- **Prompt**
The lines you return should be those containing the string "bits", taken from the data below.

- **Provided records**

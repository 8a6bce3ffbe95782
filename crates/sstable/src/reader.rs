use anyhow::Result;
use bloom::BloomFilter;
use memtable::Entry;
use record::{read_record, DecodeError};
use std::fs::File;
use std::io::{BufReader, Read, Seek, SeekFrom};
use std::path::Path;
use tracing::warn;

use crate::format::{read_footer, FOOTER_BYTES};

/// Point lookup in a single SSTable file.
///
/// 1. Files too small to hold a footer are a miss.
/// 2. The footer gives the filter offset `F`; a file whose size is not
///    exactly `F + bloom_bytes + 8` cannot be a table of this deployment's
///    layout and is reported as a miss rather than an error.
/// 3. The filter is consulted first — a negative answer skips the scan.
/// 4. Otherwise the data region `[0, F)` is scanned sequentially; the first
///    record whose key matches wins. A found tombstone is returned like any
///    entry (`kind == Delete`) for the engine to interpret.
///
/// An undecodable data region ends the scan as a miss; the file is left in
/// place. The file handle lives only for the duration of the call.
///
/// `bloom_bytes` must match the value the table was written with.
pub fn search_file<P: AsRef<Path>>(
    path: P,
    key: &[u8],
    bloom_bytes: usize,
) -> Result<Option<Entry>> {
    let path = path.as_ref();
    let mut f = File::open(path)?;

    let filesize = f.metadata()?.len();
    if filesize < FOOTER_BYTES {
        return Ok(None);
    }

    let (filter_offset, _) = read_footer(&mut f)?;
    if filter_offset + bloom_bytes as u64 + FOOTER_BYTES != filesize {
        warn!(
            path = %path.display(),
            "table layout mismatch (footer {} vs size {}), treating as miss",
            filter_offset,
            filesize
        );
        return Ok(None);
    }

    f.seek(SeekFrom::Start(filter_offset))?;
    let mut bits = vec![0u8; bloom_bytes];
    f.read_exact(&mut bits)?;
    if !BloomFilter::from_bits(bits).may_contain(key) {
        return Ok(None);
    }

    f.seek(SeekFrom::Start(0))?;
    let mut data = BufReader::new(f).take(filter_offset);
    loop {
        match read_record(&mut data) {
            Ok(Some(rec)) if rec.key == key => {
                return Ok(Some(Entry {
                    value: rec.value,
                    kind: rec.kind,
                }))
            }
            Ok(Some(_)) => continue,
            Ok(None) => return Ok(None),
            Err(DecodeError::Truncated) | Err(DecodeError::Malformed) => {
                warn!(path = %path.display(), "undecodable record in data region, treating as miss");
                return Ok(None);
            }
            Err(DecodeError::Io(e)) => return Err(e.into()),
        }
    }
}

--

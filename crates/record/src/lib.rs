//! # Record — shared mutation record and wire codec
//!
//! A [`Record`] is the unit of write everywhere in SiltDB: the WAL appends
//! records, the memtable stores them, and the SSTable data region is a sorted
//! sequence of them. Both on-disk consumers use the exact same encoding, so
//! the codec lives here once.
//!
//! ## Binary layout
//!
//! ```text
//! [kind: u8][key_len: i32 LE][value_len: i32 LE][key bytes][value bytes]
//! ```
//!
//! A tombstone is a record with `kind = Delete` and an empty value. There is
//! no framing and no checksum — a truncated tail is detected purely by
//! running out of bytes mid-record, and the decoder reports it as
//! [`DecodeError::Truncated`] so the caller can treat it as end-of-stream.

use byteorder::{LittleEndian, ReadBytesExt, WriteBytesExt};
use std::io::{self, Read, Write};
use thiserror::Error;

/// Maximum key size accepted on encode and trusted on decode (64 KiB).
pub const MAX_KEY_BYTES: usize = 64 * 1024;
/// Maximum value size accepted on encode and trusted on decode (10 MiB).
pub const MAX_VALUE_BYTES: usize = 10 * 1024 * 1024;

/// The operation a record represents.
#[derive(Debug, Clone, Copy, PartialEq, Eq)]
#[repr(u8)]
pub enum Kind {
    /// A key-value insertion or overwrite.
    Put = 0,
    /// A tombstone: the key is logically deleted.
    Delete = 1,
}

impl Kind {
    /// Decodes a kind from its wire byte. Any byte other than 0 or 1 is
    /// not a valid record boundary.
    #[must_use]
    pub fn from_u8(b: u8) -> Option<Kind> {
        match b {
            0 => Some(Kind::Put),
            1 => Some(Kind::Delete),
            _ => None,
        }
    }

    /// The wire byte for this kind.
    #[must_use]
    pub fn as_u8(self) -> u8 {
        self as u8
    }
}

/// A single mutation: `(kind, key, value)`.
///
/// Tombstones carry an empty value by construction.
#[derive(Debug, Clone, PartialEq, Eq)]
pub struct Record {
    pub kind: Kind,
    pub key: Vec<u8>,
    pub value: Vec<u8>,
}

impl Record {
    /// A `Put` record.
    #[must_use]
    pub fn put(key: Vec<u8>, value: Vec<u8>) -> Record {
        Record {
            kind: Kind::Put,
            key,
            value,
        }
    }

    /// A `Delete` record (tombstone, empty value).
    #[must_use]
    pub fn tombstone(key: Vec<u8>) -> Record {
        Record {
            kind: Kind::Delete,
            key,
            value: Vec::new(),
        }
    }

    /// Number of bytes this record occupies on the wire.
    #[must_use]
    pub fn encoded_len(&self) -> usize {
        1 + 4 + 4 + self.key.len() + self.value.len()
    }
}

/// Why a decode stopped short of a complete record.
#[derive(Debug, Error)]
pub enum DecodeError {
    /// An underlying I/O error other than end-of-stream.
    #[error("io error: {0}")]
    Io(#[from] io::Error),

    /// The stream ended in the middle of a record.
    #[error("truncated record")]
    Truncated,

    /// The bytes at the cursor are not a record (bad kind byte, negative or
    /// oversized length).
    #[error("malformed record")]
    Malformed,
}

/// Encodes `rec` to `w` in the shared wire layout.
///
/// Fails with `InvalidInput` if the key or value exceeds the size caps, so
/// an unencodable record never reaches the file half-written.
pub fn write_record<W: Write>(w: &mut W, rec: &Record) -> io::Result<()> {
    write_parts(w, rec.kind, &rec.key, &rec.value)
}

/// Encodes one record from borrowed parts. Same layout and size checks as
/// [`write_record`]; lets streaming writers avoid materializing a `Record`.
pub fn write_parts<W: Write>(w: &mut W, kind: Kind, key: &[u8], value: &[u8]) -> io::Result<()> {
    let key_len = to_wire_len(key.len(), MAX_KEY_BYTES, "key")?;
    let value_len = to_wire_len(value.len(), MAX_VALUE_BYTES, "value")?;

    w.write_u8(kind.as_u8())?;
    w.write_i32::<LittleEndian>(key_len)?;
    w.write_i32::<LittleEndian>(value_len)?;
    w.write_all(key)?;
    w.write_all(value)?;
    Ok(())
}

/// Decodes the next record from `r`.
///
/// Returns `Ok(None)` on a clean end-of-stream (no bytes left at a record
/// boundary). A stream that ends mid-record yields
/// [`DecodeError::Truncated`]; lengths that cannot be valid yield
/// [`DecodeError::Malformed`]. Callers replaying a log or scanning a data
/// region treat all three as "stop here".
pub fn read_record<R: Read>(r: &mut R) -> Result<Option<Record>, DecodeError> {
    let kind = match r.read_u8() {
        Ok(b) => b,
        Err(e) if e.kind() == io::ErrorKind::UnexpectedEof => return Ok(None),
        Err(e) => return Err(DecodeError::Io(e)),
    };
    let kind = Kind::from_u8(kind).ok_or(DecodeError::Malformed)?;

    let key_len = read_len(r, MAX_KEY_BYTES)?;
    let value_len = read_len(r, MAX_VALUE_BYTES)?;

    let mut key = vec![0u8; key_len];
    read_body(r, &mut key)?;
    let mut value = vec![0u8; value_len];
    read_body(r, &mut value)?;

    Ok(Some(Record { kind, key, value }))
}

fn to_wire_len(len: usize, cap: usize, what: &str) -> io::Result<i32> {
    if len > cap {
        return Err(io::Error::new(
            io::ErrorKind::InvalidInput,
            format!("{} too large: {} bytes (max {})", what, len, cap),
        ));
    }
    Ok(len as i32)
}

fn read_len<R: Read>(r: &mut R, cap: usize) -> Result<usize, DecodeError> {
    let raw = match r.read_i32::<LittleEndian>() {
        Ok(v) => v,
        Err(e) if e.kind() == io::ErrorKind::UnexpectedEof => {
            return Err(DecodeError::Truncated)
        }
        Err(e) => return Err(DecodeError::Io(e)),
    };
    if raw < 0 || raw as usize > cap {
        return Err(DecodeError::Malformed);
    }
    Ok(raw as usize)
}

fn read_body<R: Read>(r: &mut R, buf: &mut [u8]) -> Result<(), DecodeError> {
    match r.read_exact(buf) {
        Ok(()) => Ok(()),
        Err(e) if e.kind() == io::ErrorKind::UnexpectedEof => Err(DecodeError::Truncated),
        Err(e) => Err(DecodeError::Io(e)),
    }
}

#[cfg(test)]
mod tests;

--

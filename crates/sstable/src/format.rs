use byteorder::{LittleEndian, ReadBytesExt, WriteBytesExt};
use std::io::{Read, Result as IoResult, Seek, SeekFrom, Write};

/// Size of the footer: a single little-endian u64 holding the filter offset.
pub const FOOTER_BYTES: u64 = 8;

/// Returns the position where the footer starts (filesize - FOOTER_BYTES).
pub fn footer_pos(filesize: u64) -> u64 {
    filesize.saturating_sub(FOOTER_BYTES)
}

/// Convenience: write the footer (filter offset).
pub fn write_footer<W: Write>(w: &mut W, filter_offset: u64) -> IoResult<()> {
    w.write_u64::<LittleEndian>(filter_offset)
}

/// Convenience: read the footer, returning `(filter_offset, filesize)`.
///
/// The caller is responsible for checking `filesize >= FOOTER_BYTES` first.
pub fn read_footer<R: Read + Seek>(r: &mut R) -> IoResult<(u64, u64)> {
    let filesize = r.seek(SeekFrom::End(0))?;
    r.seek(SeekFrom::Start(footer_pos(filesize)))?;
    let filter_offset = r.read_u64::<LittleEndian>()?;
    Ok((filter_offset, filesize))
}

- **Task answer**
    let mut bits = vec![0u8; bloom_bytes];
    f.read_exact(&mut bits)?;
    if !BloomFilter::from_bits(bits).may_contain(key) {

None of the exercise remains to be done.